Au niveau local, l'acupuncture remodèle rapidement le microenvironnement immunitaire en induisant une inflammation neurogène contrôlée, en augmentant le flux sanguin et en coordonnant les interactions entre les nerfs sensoriels, les mastocytes, les fibroblastes et les médiateurs immunitaires. Systémiquement, les voies anti-inflammatoires dépendantes du nerf vague suppriment la libération excessive de facteurs inflammatoires, tandis que les voies sympathiques ajustent dynamiquement l'activité des cellules immunitaires en fonction du stade de la maladie. L’étude met également en évidence le rôle du système nerveux entérique, montrant comment l’acupuncture renforce l’intégrité de la barrière intestinale et module les interactions microbiote-neuropeptide pour influencer l’immunité de l’ensemble du corps.
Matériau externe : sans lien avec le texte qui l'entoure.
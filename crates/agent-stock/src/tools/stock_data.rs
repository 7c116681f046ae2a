//! Tool for fetching stock price history

use agent_core::Result as AgentResult;
use agent_tools::Tool;
use async_trait::async_trait;
use serde::Deserialize;
use serde_json::{Value, json};
use std::sync::Arc;

use crate::api::MarketDataProvider;
use crate::config::StockConfig;
use crate::error::{Result, StockError};
use crate::series::{HistoryRequest, INTERVALS, PERIODS};

/// Tool for fetching a ticker's price history
///
/// Returns the serialized series, or `null` when the provider has no data for
/// the ticker.
pub struct StockDataTool {
    provider: Arc<dyn MarketDataProvider>,
    config: Arc<StockConfig>,
}

#[derive(Debug, Deserialize)]
struct StockDataParams {
    symbol: String,
    #[serde(default)]
    period: Option<String>,
    #[serde(default)]
    interval: Option<String>,
}

impl StockDataTool {
    /// Create a new stock data tool
    pub fn new(provider: Arc<dyn MarketDataProvider>, config: Arc<StockConfig>) -> Self {
        Self { provider, config }
    }

    async fn fetch_stock_data(&self, params: StockDataParams) -> Result<Value> {
        let request = HistoryRequest::new(
            params.symbol.to_uppercase(),
            params
                .period
                .unwrap_or_else(|| self.config.default_period.clone()),
            params
                .interval
                .unwrap_or_else(|| self.config.default_interval.clone()),
        );

        let fetched = self.provider.history(&request).await.map(|mut series| {
            let dropped = series.retain_finite();
            if dropped > 0 {
                tracing::warn!(symbol = %series.symbol, dropped, "Dropped bars without a finite close");
            }
            series
        });

        match fetched {
            Ok(series) if series.is_empty() => {
                tracing::warn!(symbol = %request.symbol, "Provider returned an empty series");
                Ok(Value::Null)
            }
            Ok(series) => {
                tracing::debug!(symbol = %series.symbol, points = series.len(), "Fetched series");
                Ok(serde_json::to_value(series)?)
            }
            Err(StockError::DataUnavailable { symbol, reason }) => {
                tracing::warn!(%symbol, %reason, "No data available");
                Ok(Value::Null)
            }
            Err(e) => Err(e),
        }
    }
}

#[async_trait]
impl Tool for StockDataTool {
    async fn execute(&self, params: Value) -> AgentResult<Value> {
        let params: StockDataParams = serde_json::from_value(params).map_err(|e| {
            agent_core::Error::InvalidInput(format!("Invalid parameters: {e}"))
        })?;

        self.fetch_stock_data(params).await.map_err(Into::into)
    }

    fn name(&self) -> &'static str {
        "stock_data"
    }

    fn description(&self) -> &'static str {
        "Fetch historical stock price data for a ticker over a period at a given interval. \
         Returns null when no data is available."
    }

    fn input_schema(&self) -> Value {
        json!({
            "type": "object",
            "properties": {
                "symbol": {
                    "type": "string",
                    "description": "Stock ticker symbol (e.g., 'AAPL', 'GOOGL')"
                },
                "period": {
                    "type": "string",
                    "description": "Time span of the history",
                    "enum": PERIODS,
                    "default": self.config.default_period
                },
                "interval": {
                    "type": "string",
                    "description": "Sampling interval of the history",
                    "enum": INTERVALS,
                    "default": self.config.default_interval
                }
            },
            "required": ["symbol"]
        })
    }
}
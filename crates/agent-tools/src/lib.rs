//! Tool management and execution framework
//!
//! Tools are named capabilities with a JSON input contract. The stock agent
//! registers its fetcher, renderer and statistics tools here and looks them
//! up by name when dispatching commands.

pub mod registry;
pub mod tool;

pub use registry::ToolRegistry;
pub use tool::Tool;
//! Logging configuration

use serde::{Deserialize, Serialize};

/// Output format of log lines
#[derive(Debug, Clone, Copy, Default, PartialEq, Eq, Serialize, Deserialize)]
#[serde(rename_all = "lowercase")]
pub enum LogFormat {
    /// Human readable, one event per line
    #[default]
    Pretty,
    /// One JSON object per event
    Json,
}

impl LogFormat {
    /// Parse a format name, case-insensitively
    pub fn parse(value: &str) -> Option<Self> {
        match value.trim().to_ascii_lowercase().as_str() {
            "pretty" | "text" | "plain" => Some(Self::Pretty),
            "json" => Some(Self::Json),
            _ => None,
        }
    }
}

/// Logging configuration
#[derive(Debug, Clone, Serialize, Deserialize)]
pub struct LoggingConfig {
    /// Filter used when `RUST_LOG` is not set
    pub default_filter: String,
    /// Output format
    pub format: LogFormat,
}

impl Default for LoggingConfig {
    fn default() -> Self {
        Self {
            default_filter: "warn,agent_stock=info".to_string(),
            format: LogFormat::Pretty,
        }
    }
}

impl LoggingConfig {
    /// Apply `LOG_FORMAT` from the environment, if it names a known format
    pub fn with_env_format(mut self) -> Self {
        if let Some(format) = std::env::var("LOG_FORMAT")
            .ok()
            .as_deref()
            .and_then(LogFormat::parse)
        {
            self.format = format;
        }
        self
    }

    /// Use JSON output
    pub fn json(mut self) -> Self {
        self.format = LogFormat::Json;
        self
    }
}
Il est important de noter que les paramètres du stimulus tels que l'intensité, la fréquence et la profondeur déterminent quels circuits neuronaux sont engagés, expliquant ainsi les effets bidirectionnels et dépendants du contexte de l'acupuncture. Ensemble, ces résultats établissent un cadre structuré de « stimulation mécanique-codage neuronal-réponse immunitaire » qui traduit les concepts holistiques traditionnels en langage neurobiologique moderne.
Les auteurs notent que ces découvertes repositionnent l’acupuncture au sein de la neurobiologie contemporaine. Plutôt que d’agir comme un placebo généralisé ou une intervention locale, l’acupuncture fonctionne comme une forme de neuromodulation programmable qui influence les nerfs sensoriels et les voies autonomes. En décodant la manière dont différents paramètres de stimulation activent des circuits neuronaux spécifiques, l’acupuncture peut être alignée sur les stratégies émergentes de médecine bioélectronique. Cette clarté mécaniste, soulignent-ils, fournit une base scientifique pour intégrer des approches inspirées de l’acupuncture dans les paradigmes de traitement modernes des troubles immunitaires et inflammatoires.
Comprendre l’acupuncture en tant qu’intervention neuro-immunitaire basée sur des circuits ouvre de nouvelles possibilités translationnelles. Les résultats soutiennent le développement de protocoles d’acupuncture de précision et de dispositifs bioélectroniques. De telles approches pourraient offrir des alternatives non pharmacologiques pour gérer l’inflammation chronique, les maladies auto-immunes, la douleur et les troubles intestinaux. Plus largement, les travaux relient la médecine traditionnelle et la neuroscience des systèmes modernes, démontrant comment les principes thérapeutiques anciens peuvent éclairer les technologies de neuromodulation de nouvelle génération. À mesure que les données multi-omiques et l’intelligence artificielle sont intégrées dans ce cadre, l’acupuncture peut aider à façonner des thérapies personnalisées et ciblées sur les circuits qui rétablissent l’équilibre immunitaire plutôt que de simplement supprimer les symptômes.